** Opening Recorded information block **

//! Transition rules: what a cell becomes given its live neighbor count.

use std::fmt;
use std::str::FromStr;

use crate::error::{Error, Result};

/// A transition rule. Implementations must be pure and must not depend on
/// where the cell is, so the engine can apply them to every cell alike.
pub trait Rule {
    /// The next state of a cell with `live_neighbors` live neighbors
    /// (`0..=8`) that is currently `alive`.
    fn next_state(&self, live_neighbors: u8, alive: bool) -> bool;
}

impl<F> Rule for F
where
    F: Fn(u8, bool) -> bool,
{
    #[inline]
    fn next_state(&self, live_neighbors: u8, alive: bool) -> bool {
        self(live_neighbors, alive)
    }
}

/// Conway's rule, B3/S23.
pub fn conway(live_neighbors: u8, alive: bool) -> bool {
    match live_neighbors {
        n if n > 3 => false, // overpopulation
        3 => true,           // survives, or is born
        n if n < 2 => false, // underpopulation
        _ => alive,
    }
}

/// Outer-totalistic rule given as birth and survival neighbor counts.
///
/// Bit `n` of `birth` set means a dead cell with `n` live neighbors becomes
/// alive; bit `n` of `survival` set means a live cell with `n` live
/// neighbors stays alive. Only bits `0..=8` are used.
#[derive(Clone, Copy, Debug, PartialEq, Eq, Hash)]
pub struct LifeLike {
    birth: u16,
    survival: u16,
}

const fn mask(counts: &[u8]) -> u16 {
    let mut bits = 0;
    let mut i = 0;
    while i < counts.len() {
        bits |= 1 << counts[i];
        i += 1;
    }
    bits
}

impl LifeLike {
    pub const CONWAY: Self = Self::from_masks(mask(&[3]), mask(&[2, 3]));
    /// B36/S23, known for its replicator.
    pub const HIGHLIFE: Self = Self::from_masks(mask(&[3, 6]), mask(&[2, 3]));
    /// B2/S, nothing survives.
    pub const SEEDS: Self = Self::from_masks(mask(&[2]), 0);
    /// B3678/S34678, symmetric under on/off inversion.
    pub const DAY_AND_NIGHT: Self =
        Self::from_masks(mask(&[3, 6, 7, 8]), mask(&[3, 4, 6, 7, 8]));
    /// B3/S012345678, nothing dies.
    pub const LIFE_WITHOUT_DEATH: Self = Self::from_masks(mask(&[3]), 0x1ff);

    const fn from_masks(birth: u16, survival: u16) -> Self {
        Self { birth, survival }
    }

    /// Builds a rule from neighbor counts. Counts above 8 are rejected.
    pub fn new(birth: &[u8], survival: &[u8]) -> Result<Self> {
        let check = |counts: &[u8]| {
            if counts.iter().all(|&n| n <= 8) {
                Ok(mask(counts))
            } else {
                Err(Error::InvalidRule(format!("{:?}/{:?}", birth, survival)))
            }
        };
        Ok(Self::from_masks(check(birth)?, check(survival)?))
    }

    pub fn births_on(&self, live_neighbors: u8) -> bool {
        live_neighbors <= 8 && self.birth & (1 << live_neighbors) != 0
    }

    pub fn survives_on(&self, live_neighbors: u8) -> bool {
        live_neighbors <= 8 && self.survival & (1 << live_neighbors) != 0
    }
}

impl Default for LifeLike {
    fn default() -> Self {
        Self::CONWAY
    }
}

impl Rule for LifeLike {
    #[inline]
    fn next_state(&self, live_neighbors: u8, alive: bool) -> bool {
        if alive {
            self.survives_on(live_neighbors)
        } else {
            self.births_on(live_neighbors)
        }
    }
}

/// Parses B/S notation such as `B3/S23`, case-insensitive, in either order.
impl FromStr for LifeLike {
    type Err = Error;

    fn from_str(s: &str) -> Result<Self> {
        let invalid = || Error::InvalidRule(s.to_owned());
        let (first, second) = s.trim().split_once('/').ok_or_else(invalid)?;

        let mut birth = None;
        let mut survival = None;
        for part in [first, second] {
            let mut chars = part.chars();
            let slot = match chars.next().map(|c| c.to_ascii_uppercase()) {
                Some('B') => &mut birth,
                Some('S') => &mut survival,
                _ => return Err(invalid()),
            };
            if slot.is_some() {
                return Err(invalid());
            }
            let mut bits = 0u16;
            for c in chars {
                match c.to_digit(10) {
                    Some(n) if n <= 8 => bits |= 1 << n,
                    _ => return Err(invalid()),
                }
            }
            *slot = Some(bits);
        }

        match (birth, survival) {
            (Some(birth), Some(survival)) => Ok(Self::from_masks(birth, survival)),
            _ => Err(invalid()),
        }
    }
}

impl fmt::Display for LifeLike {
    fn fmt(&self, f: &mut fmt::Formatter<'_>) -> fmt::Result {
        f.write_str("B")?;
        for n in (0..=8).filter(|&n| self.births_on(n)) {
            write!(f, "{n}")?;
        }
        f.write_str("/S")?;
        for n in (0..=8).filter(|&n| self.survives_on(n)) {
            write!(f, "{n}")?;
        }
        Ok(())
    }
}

** Closing Recorded information block **

__What to do__.
Nothing should be dropped: transcribe all the material exactly.

__Task output__.
//! Transition rules: what a cell becomes given its live neighbor count.

use std::fmt;
use std::str::FromStr;

use crate::error::{Error, Result};

/// A transition rule. Implementations must be pure and must not depend on
/// where the cell is, so the engine can apply them to every cell alike.
pub trait Rule {
    /// The next state of a cell with `live_neighbors` live neighbors
    /// (`0..=8`) that is currently `alive`.
    fn next_state(&self, live_neighbors: u8, alive: bool) -> bool;
}

impl<F> Rule for F
where
    F: Fn(u8, bool) -> bool,
{
    #[inline]
    fn next_state(&self, live_neighbors: u8, alive: bool) -> bool {
        self(live_neighbors, alive)
    }
}

/// Conway's rule, B3/S23.
pub fn conway(live_neighbors: u8, alive: bool) -> bool {
    match live_neighbors {
        n if n > 3 => false, // overpopulation
        3 => true,           // survives, or is born
        n if n < 2 => false, // underpopulation
        _ => alive,
    }
}

/// Outer-totalistic rule given as birth and survival neighbor counts.
///
/// Bit `n` of `birth` set means a dead cell with `n` live neighbors becomes
/// alive; bit `n` of `survival` set means a live cell with `n` live
/// neighbors stays alive. Only bits `0..=8` are used.
#[derive(Clone, Copy, Debug, PartialEq, Eq, Hash)]
pub struct LifeLike {
    birth: u16,
    survival: u16,
}

const fn mask(counts: &[u8]) -> u16 {
    let mut bits = 0;
    let mut i = 0;
    while i < counts.len() {
        bits |= 1 << counts[i];
        i += 1;
    }
    bits
}

impl LifeLike {
    pub const CONWAY: Self = Self::from_masks(mask(&[3]), mask(&[2, 3]));
    /// B36/S23, known for its replicator.
    pub const HIGHLIFE: Self = Self::from_masks(mask(&[3, 6]), mask(&[2, 3]));
    /// B2/S, nothing survives.
    pub const SEEDS: Self = Self::from_masks(mask(&[2]), 0);
    /// B3678/S34678, symmetric under on/off inversion.
    pub const DAY_AND_NIGHT: Self =
        Self::from_masks(mask(&[3, 6, 7, 8]), mask(&[3, 4, 6, 7, 8]));
    /// B3/S012345678, nothing dies.
    pub const LIFE_WITHOUT_DEATH: Self = Self::from_masks(mask(&[3]), 0x1ff);

    const fn from_masks(birth: u16, survival: u16) -> Self {
        Self { birth, survival }
    }

    /// Builds a rule from neighbor counts. Counts above 8 are rejected.
    pub fn new(birth: &[u8], survival: &[u8]) -> Result<Self> {
        let check = |counts: &[u8]| {
            if counts.iter().all(|&n| n <= 8) {
                Ok(mask(counts))
            } else {
                Err(Error::InvalidRule(format!("{:?}/{:?}", birth, survival)))
            }
        };
        Ok(Self::from_masks(check(birth)?, check(survival)?))
    }

    pub fn births_on(&self, live_neighbors: u8) -> bool {
        live_neighbors <= 8 && self.birth & (1 << live_neighbors) != 0
    }

    pub fn survives_on(&self, live_neighbors: u8) -> bool {
        live_neighbors <= 8 && self.survival & (1 << live_neighbors) != 0
    }
}

impl Default for LifeLike {
    fn default() -> Self {
        Self::CONWAY
    }
}

impl Rule for LifeLike {
    #[inline]
    fn next_state(&self, live_neighbors: u8, alive: bool) -> bool {
        if alive {
            self.survives_on(live_neighbors)
        } else {
            self.births_on(live_neighbors)
        }
    }
}

/// Parses B/S notation such as `B3/S23`, case-insensitive, in either order.
impl FromStr for LifeLike {
    type Err = Error;

    fn from_str(s: &str) -> Result<Self> {
        let invalid = || Error::InvalidRule(s.to_owned());
        let (first, second) = s.trim().split_once('/').ok_or_else(invalid)?;

        let mut birth = None;
        let mut survival = None;
        for part in [first, second] {
            let mut chars = part.chars();
            let slot = match chars.next().map(|c| c.to_ascii_uppercase()) {
                Some('B') => &mut birth,
                Some('S') => &mut survival,
                _ => return Err(invalid()),
            };
            if slot.is_some() {
                return Err(invalid());
            }
            let mut bits = 0u16;
            for c in chars {
                match c.to_digit(10) {
                    Some(n) if n <= 8 => bits |= 1 << n,
                    _ => return Err(invalid()),
                }
            }
            *slot = Some(bits);
        }

        match (birth, survival) {
            (Some(birth), Some(survival)) => Ok(Self::from_masks(birth, survival)),
            _ => Err(invalid()),
        }
    }
}

impl fmt::Display for LifeLike {
    fn fmt(&self, f: &mut fmt::Formatter<'_>) -> fmt::Result {
        f.write_str("B")?;
        for n in (0..=8).filter(|&n| self.births_on(n)) {
            write!(f, "{n}")?;
        }
        f.write_str("/S")?;
        for n in (0..=8).filter(|&n| self.survives_on(n)) {
            write!(f, "{n}")?;
        }
        Ok(())
    }
}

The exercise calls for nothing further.